In other words, if CSX left it out there for days, it is an extra movement and they can basically say "we'll get to it when we get to it." It is in the smae class as a light engine movement or equipment move.
I should note for the record that if CSX did this, it would be totally, grossly illegal, and Amtrak would be allowed to apply to the STB for damages. I refer you yet again to the US Code:
© Preference Over Freight Transportation.— Except in an emergency, intercity and commuter rail passenger transportation provided by or for Amtrak has preference over freight transportation in using a rail line, junction, or crossing unless the Board orders otherwise under this subsection.
There are no Board orders ordering otherwise. Let's go back a little further to the definitions:
(4) “intercity rail passenger transportation” means rail passenger transportation, except commuter rail passenger transportation.
In short, ALL rail passenger transportation provided "by or for Amtrak" has preference over freight transportation. *Including charter operations*.
I know the Class Is are mostly run by total scofflaws who break the law on a routine basis and think nothing of it. But that's the law. Also worth noting:
(1) Amtrak may make an agreement with a rail carrier or regional transportation authority to use facilities of, and have services provided by, the carrier or authority under terms on which the parties agree. The terms shall include a penalty for untimely performance.

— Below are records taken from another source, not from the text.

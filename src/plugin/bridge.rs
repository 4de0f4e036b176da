//! The protocol bridge
//!
//! [`Bridge::handle`] is the single entry point for inbound frames. Each
//! message is handled to completion under one lock, hooks included, so
//! initialization and updates never interleave and no view is ever seen
//! half-built. Faults stay at this boundary: requests always get exactly
//! one reply, notifications never get one, and a panic in a handler is
//! logged without taking the session down.

use std::panic::{self, AssertUnwindSafe};
use std::sync::OnceLock;

use parking_lot::Mutex;
use serde::de::DeserializeOwned;
use serde_json::Value;

use super::error::BridgeError;
use super::hooks::{self, HookContext, HookEvent, HookOutcome};
use super::protocol::{
    Incoming, RequestId, Response, RpcError, DID_CLOSE, DID_SAVE, INITIALIZE, NEW_BUFFER,
    SHUTDOWN, UPDATE,
};
use super::session::{CacheFactory, Session, StopSignal};
use super::transport::Peer;
use crate::domain::{
    BufferDescriptor, CacheMode, CloseEvent, DocumentCache, EditProposal, Initialization,
    SaveEvent, UpdateEvent, ViewRegistry, ViewState,
};

/// Plugin side of the host connection
pub struct Bridge {
    session: Mutex<Session>,
    plugin_id: OnceLock<u64>,
    peer: Peer,
}

impl Bridge {
    /// Creates a bridge whose views track revisions only
    pub fn new(peer: Peer) -> Self {
        Self::with_cache_mode(peer, CacheMode::default())
    }

    /// Creates a bridge whose views get caches of the given kind
    pub fn with_cache_mode(peer: Peer, mode: CacheMode) -> Self {
        Self::with_cache_factory(peer, move || mode.new_cache())
    }

    /// Creates a bridge that builds view caches with `new_cache`
    pub fn with_cache_factory<F>(peer: Peer, new_cache: F) -> Self
    where
        F: Fn() -> Box<dyn DocumentCache> + Send + 'static,
    {
        let new_cache: CacheFactory = Box::new(new_cache);
        Self {
            session: Mutex::new(Session::new(new_cache)),
            plugin_id: OnceLock::new(),
            peer,
        }
    }

    /// Registers the general hook, replacing any previous one
    pub fn set_handle_fn<F>(&self, hook: F)
    where
        F: FnMut(&HookContext<'_>, &HookEvent<'_>) -> HookOutcome + Send + 'static,
    {
        self.session.lock().hooks.general = Some(Box::new(hook));
    }

    /// Registers the before-update hook, replacing any previous one
    pub fn set_handle_before_fn<F>(&self, hook: F)
    where
        F: FnMut(&HookContext<'_>, &HookEvent<'_>) -> HookOutcome + Send + 'static,
    {
        self.session.lock().hooks.before = Some(Box::new(hook));
    }

    /// Identifier assigned by the host, once `initialize` has arrived
    pub fn plugin_id(&self) -> Option<u64> {
        self.plugin_id.get().copied()
    }

    pub fn stop_signal(&self) -> &StopSignal {
        self.peer.stop_signal()
    }

    /// Asks the read loop to stop after the current message
    pub fn stop(&self) {
        self.peer.stop_signal().stop();
    }

    /// Runs `f` with the view registry under the session lock
    ///
    /// Must not be called from inside a hook.
    pub fn with_views<T>(&self, f: impl FnOnce(&ViewRegistry) -> T) -> T {
        f(&self.session.lock().views)
    }

    /// Proposes an edit to the host
    ///
    /// Sends one `edit` notification and returns without waiting for any
    /// answer. Local state is untouched; the host's resulting `update`
    /// arrives through [`Bridge::handle`] like any other.
    pub fn edit(&self, view: &ViewState, edit: &EditProposal) -> Result<(), BridgeError> {
        let plugin_id = self.plugin_id().ok_or(BridgeError::NotInitialized)?;
        self.peer.edit(plugin_id, &view.id, edit)
    }

    /// Handles one inbound frame
    pub fn handle(&self, message: Incoming) {
        let method = message.method().unwrap_or("<response>").to_string();
        let handled = panic::catch_unwind(AssertUnwindSafe(|| self.dispatch(message)));
        if let Err(payload) = handled {
            tracing::error!(
                method = %method,
                panic = %hooks::panic_message(payload.as_ref()),
                "message handler panicked"
            );
        }
    }

    /// Answers a frame that could not be parsed
    ///
    /// Frames with a readable `id` get an invalid-request error, input that
    /// was not JSON at all gets a parse error with a `null` id. Anything else
    /// cannot be answered and is only logged.
    pub fn reject(&self, err: &BridgeError) {
        let Some(id) = err.rejection_id() else {
            tracing::warn!(error = %err, "dropping frame");
            return;
        };

        tracing::warn!(?id, error = %err, "rejecting frame");
        if let Err(write_err) = self.peer.respond(&Response::rejected(id, err.to_rpc_error())) {
            tracing::warn!(error = %write_err, "failed to send rejection");
        }
    }

    fn dispatch(&self, message: Incoming) {
        let (id, method, params) = match message {
            Incoming::Request { id, method, params } => (Some(id), method, params),
            Incoming::Notification { method, params } => (None, method, params),
            Incoming::Response { id } => {
                tracing::debug!(?id, "ignoring response from host");
                return;
            }
        };

        // Declared before the lock so the reply goes out after it is released,
        // on every exit path including unwinding.
        let mut reply = id.map(|id| PendingReply::new(&self.peer, id));
        let mut session = self.session.lock();
        tracing::debug!(method = %method, request = reply.is_some(), "now handle");

        let handled = match method.as_str() {
            INITIALIZE => self.initialize(&mut session, params),
            NEW_BUFFER => self.new_buffer(&mut session, params),
            UPDATE => self.update(&mut session, params),
            DID_SAVE => self.did_save(&mut session, params),
            DID_CLOSE => self.did_close(&mut session, params),
            SHUTDOWN => {
                tracing::info!("host requested shutdown");
                self.stop();
                Ok(None)
            }
            other => Err(BridgeError::MethodNotFound(other.to_string())),
        };

        match handled {
            Ok(result) => {
                if let (Some(reply), Some(result)) = (reply.as_mut(), result) {
                    reply.set(result);
                }
            }
            Err(err) if err.abandons_message() => {
                tracing::warn!(method = %method, error = %err, "abandoning message");
            }
            Err(err) => {
                tracing::warn!(method = %method, error = %err, "message failed");
                if let Some(reply) = reply.as_mut() {
                    reply.fail(err.to_rpc_error());
                }
            }
        }

        tracing::debug!(method = %method, "handle done");
    }

    fn initialize(
        &self,
        session: &mut Session,
        params: Value,
    ) -> Result<Option<Value>, BridgeError> {
        let init: Initialization = decode(INITIALIZE, params)?;

        match self.plugin_id.set(init.plugin_id) {
            Ok(()) => tracing::info!(plugin_id = init.plugin_id, "plugin initialized"),
            Err(_) => tracing::warn!(
                plugin_id = ?self.plugin_id(),
                ignored = init.plugin_id,
                "repeated initialize, keeping the first plugin id"
            ),
        }

        self.init_buffers(session, &init.buffer_info);
        self.observe(session, &HookEvent::Initialize(&init))?;
        Ok(None)
    }

    fn new_buffer(
        &self,
        session: &mut Session,
        params: Value,
    ) -> Result<Option<Value>, BridgeError> {
        let init: Initialization = decode(NEW_BUFFER, params)?;

        self.init_buffers(session, &init.buffer_info);
        self.observe(session, &HookEvent::NewBuffer(&init))?;
        Ok(None)
    }

    fn update(&self, session: &mut Session, params: Value) -> Result<Option<Value>, BridgeError> {
        let update: UpdateEvent = decode(UPDATE, params)?;
        let event = HookEvent::Update(&update);
        let Session { views, hooks, .. } = session;
        let mut result = None;

        if let Some(before) = hooks.before.as_mut() {
            let ctx = self.context(views);
            let outcome = hooks::invoke("before", before, &ctx, &event)?;
            if outcome.override_default {
                tracing::debug!(view_id = %update.view_id, rev = update.rev, "before hook overrode update");
                return Ok(outcome.result);
            }
            result = outcome.result;
        }

        let view = views
            .get_mut(&update.view_id)
            .ok_or_else(|| BridgeError::UnknownView(update.view_id.clone()))?;
        let rev = view.cache.apply_update(&update)?;
        tracing::debug!(view_id = %update.view_id, rev, author = %update.author, "applied update");

        if let Some(general) = hooks.general.as_mut() {
            let ctx = self.context(views);
            result = hooks::invoke("general", general, &ctx, &event)?.result;
        }
        Ok(result)
    }

    fn did_save(&self, session: &mut Session, params: Value) -> Result<Option<Value>, BridgeError> {
        let save: SaveEvent = decode(DID_SAVE, params)?;

        let view = session
            .views
            .get_mut(&save.view_id)
            .ok_or_else(|| BridgeError::UnknownView(save.view_id.clone()))?;
        view.rebind(save.path.as_str());
        tracing::info!(view_id = %save.view_id, path = %save.path, syntax = %view.syntax, "view saved");

        self.observe(session, &HookEvent::Saved(&save))?;
        Ok(None)
    }

    fn did_close(
        &self,
        session: &mut Session,
        params: Value,
    ) -> Result<Option<Value>, BridgeError> {
        let close: CloseEvent = decode(DID_CLOSE, params)?;

        if session.views.remove(&close.view_id).is_none() {
            return Err(BridgeError::UnknownView(close.view_id));
        }
        tracing::info!(view_id = %close.view_id, "view closed");

        self.observe(session, &HookEvent::Closed(&close))?;
        Ok(None)
    }

    fn init_buffers(&self, session: &mut Session, buffers: &[BufferDescriptor]) {
        let Session {
            views, new_cache, ..
        } = session;
        let new_cache: &(dyn Fn() -> Box<dyn DocumentCache> + Send) = &**new_cache;
        for buffer in buffers {
            let created = views.init_buffer(buffer, new_cache);
            tracing::info!(
                buffer_id = buffer.buffer_id,
                path = %buffer.path,
                syntax = %buffer.syntax_tag(),
                views = ?created,
                "buffer initialized"
            );
        }
    }

    /// Shows an event to the general hook, discarding its result
    fn observe(&self, session: &mut Session, event: &HookEvent<'_>) -> Result<(), BridgeError> {
        let Session { views, hooks, .. } = session;
        if let Some(general) = hooks.general.as_mut() {
            let ctx = self.context(views);
            hooks::invoke("general", general, &ctx, event)?;
        }
        Ok(())
    }

    fn context<'a>(&'a self, views: &'a ViewRegistry) -> HookContext<'a> {
        HookContext::new(self.plugin_id(), views, &self.peer)
    }
}

impl BridgeError {
    /// Faults that abandon the message but still reply with the default result
    fn abandons_message(&self) -> bool {
        matches!(self, BridgeError::Decode { .. } | BridgeError::Hook(_))
    }
}

fn decode<T: DeserializeOwned>(method: &str, params: Value) -> Result<T, BridgeError> {
    serde_json::from_value(params).map_err(|source| BridgeError::Decode {
        method: method.to_string(),
        source,
    })
}

/// Obligation to answer a request, discharged when dropped
///
/// Replies `0` unless a result or an error was recorded first.
struct PendingReply<'a> {
    peer: &'a Peer,
    id: RequestId,
    outcome: Option<Result<Value, RpcError>>,
}

impl<'a> PendingReply<'a> {
    fn new(peer: &'a Peer, id: RequestId) -> Self {
        Self {
            peer,
            id,
            outcome: None,
        }
    }

    fn set(&mut self, result: Value) {
        self.outcome = Some(Ok(result));
    }

    fn fail(&mut self, error: RpcError) {
        self.outcome = Some(Err(error));
    }
}

impl Drop for PendingReply<'_> {
    fn drop(&mut self) {
        let id = self.id.clone();
        let response = match self.outcome.take() {
            Some(Ok(result)) if !result.is_null() => Response::success(id, result),
            Some(Err(error)) => Response::error(id, error),
            _ => Response::success(id, Value::from(0)),
        };
        if let Err(err) = self.peer.respond(&response) {
            tracing::warn!(id = ?self.id, error = %err, "failed to send reply");
        }
    }
}
//! Plugin Bridge - the plugin side of an editor host sync protocol
//!
//! A host editor launches the plugin and streams buffer lifecycle events to
//! it as newline-delimited JSON. The bridge keeps a per-view document cache
//! in step with the host's revisions, runs user hooks on each event, and
//! lets the plugin propose edits back to the host.

pub mod cli;
pub mod config;
pub mod domain;
pub mod plugin;

pub use config::Config;
pub use domain::{CacheMode, Delta, DocumentCache, EditProposal, ViewRegistry, ViewState};
pub use plugin::{serve, Bridge, BridgeError, HookContext, HookEvent, HookOutcome, Peer};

All Amtrak agreements with freight railroads must include penalties for delaying passenger trains. Yes, even charters.
The next clause specifies that if Amtrak and a host railroad can't come to agreement, the STB can order the railroads to carry Amtrak on STB-prescribed terms.
It gets better. Amtrak is required to sue railroads (or at least take them to the STB) for allowing the track to deteriorate:
(4) Amtrak shall seek immediate and appropriate legal remedies to enforce its contract rights when track maintenance on a route over which Amtrak operates falls below the contractual standard.
It gets even better:
If a rail carrier refuses to allow accelerated speeds on trains operated by or for Amtrak, Amtrak may apply to the Board for an order requiring the carrier to allow the accelerated speeds.
And it gets even better:
(1) When a rail carrier does not agree to provide, or allow Amtrak to provide, for the operation of additional trains over a rail line of the carrier, Amtrak may apply to the Board for an order requiring the carrier to provide or allow for the operation of the requested trains.
And of course, Amtrak still has the right to seize entire lines by eminent domain, if the STB approves.
Basically, the current state of the law is that the Class I's are absolutely required to give Amtrak priority under all circumstances. Amtrak can apply to the STB to force a Class I to run a train, and the STB can order the Class I to run it on whatever terms the STB likes; the Class Is have no recourse whatsoever. The only rights the Class I's have regarding this, is the right to get paid -- to get paid what the STB thinks is appropriate, not what the Class Is want.
Reviewing the state of the law, it is quite clear to me that NS & CSX's legal filings in the Capitol Limited delay case are frivolous. The law firm should be sanctioned for making frivolous filings, and so should NS and CSX. The STB probably won't do this, but they should. I know the crooks in the boardrooms would throw hissy fits, but a few large fines and some payouts from their D&O insurance might make them realize that *trying to do their damn jobs right* would be cheaper than abusing Amtrak.